When Laura-Jane Smith took time out of her clinical training for a PhD, she found she was constantly unhappy, and suffered from palpitations, nausea, severe headaches, and breathlessness among other physical symptoms.

The hospital doctor’s days were dominated by negative thoughts. She recalls: “I once walked for 30 minutes with ‘I hate my life. I hate my life’ on a loop of internal monologue that I feared had no end.” Eventually, Smith was diagnosed with depression and anxiety and ended up leaving the PhD.

She is not alone. Countless healthcare professionals suffer from burnout, depression, anxiety and addiction. Estimates from Public Health England put the cost to the NHS of staff absence due to poor health at £2.4bn a year – excluding the cost of agency staff to fill in gaps and the cost of treatment.

In his independent review looking at the impact of staff health on NHS performance, former medical director Steve Boorman, who is honorary professorial fellow of the Royal Society of Public Health, found that health workers often did not prioritise their own health. “They did not want to take time off as they felt patient care would suffer when temporary cover was needed to replace them,” he explains.

Dr Clare Gerada, medical director for the NHS Practitioner Health Programme, explains why this is so: “You only have to look at what you’re trained to do as a doctor or a nurse. You’re trained to put patients first and to put their needs above your own.”

NHS England now has a specific programme, supported by chief executive Simon Stevens, that advocates health checks, access to early physiotherapy and mental health support, and improvements in food available on site and staff vaccination uptakes.
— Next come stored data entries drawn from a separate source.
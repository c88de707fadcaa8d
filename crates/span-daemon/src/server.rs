//! Server setup and lifecycle management

use crate::api::{deployment_router, resources_router, AppState};
use crate::config::SpanConfig;
use crate::error::{DaemonError, DaemonResult};
use crate::program::ShellProgram;
use span_core::{Runtime, RuntimeConfig, Scheduler};
use std::future::IntoFuture;
use std::sync::Arc;
use tokio::net::TcpListener;
use tokio::sync::watch;
use tracing::info;

/// The spand server: runtime, scheduler, and both HTTP surfaces.
pub struct Server {
    config: SpanConfig,
}

impl Server {
    /// Create a new server with the given configuration
    pub fn new(config: SpanConfig) -> DaemonResult<Self> {
        if config.id.is_empty() {
            return Err(DaemonError::Config(
                "deployment id must be set (--id or SPAN_ID)".to_string(),
            ));
        }
        Ok(Self { config })
    }

    /// Run until the managed program reaches a terminal action.
    pub async fn run(self) -> DaemonResult<()> {
        let (runtime, handle) = Runtime::new(RuntimeConfig {
            deployment_id: self.config.id.clone(),
            heartbeat_interval: self.config.heartbeat_interval(),
            rpc_timeout: self.config.rpc_timeout(),
        });
        let runtime_task = tokio::spawn(runtime.run());

        let (terminate_tx, terminate_rx) = watch::channel(false);
        let (destroy_tx, destroy_rx) = watch::channel(false);
        let destroy_tx = Arc::new(destroy_tx);
        let scheduler = Scheduler::new(handle.state_changes(), terminate_rx, destroy_rx);

        let state = AppState::new(handle.clone(), destroy_tx, self.config.id.clone());

        let deployment_listener = TcpListener::bind(self.config.deployment_addr).await?;
        let resources_listener = TcpListener::bind(self.config.resources_addr).await?;
        info!(
            deployment = %self.config.id,
            addr = %self.config.deployment_addr,
            "deployment service listening"
        );
        info!(addr = %self.config.resources_addr, "resources service listening");

        let deployment_server = tokio::spawn(
            axum::serve(deployment_listener, deployment_router(state.clone())).into_future(),
        );
        let resources_server =
            tokio::spawn(axum::serve(resources_listener, resources_router(state)).into_future());

        // process signals map to the terminate trigger
        tokio::spawn(async move {
            shutdown_signal().await;
            terminate_tx.send_replace(true);
        });

        let mut program = ShellProgram::new(self.config.program.clone());
        let gate = handle.clone();
        let result = scheduler
            .run(&mut program, move || {
                tokio::spawn(async move {
                    let _ = gate.initialized().await;
                });
            })
            .await;

        info!("spand shutting down");
        deployment_server.abort();
        resources_server.abort();
        runtime_task.abort();

        result.map(|_| ()).map_err(DaemonError::Program)
    }
}

/// Graceful shutdown signal handler
async fn shutdown_signal() {
    let ctrl_c = async {
        if tokio::signal::ctrl_c().await.is_err() {
            std::future::pending::<()>().await;
        }
    };

    #[cfg(unix)]
    let terminate = async {
        match tokio::signal::unix::signal(tokio::signal::unix::SignalKind::terminate()) {
            Ok(mut signal) => {
                signal.recv().await;
            }
            Err(_) => std::future::pending::<()>().await,
        }
    };

    #[cfg(not(unix))]
    let terminate = std::future::pending::<()>();

    tokio::select! {
        _ = ctrl_c => {
            info!("received ctrl-c, terminating");
        }
        _ = terminate => {
            info!("received terminate signal, terminating");
        }
    }
}
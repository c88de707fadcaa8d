//! SPAN Types - Core types for cross-deployment resource exchange
//!
//! SPAN (Stack Peering and Negotiation) lets independently-deployed
//! infrastructure stacks exchange resource handles without a central
//! coordinator. One deployment *offers* a resource to a named beneficiary;
//! another deployment *wishes* for a resource from a named target.
//!
//! ## Key Concepts
//!
//! - **Remote**: a known peer deployment and its RPC endpoint
//! - **Offer**: an outbound resource handle addressed to a beneficiary
//! - **DeploymentOffer**: an offer as it appears on the wire / inbound side
//! - **Wish**: a dependency declaration polled against a target deployment
//! - **RemoteOffer**: the answer to a wish poll
//! - **Action**: the deploy/terminate/destroy decision driving a deployment

#![deny(unsafe_code)]

pub mod action;
pub mod offer;
pub mod remote;
pub mod wish;

// Re-export main types
pub use action::Action;
pub use offer::{DeploymentOffer, Offer, OfferKey};
pub use remote::{Ack, HeartbeatResponse, Remote};
pub use wish::{RemoteOffer, Wish};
But Boorman admits that progress is inconsistent and staff health is still a low priority for leadership and for NHS staff themselves.

“Good staff health isn’t about token Zumba classes or lettuce leaves for the worried, but about helping people understand the impact poor health may have on themselves, their family and those around them – in the case of NHS workers, the vulnerable patients that need care,” he points out.

Smith, who is back at work after seeking help from the NHS Practitioner Health Programme and undergoing therapy, says that finding a space in life for creativity also helped her.

Anxious to prevent a relapse, she has made herself a number of promises: “I will take all my annual leave, I will say ‘no’ more often to extra work tasks, I will value activities that make me happy. By making time for the things that recharge me, I am now more effective – a better colleague and a better doctor.”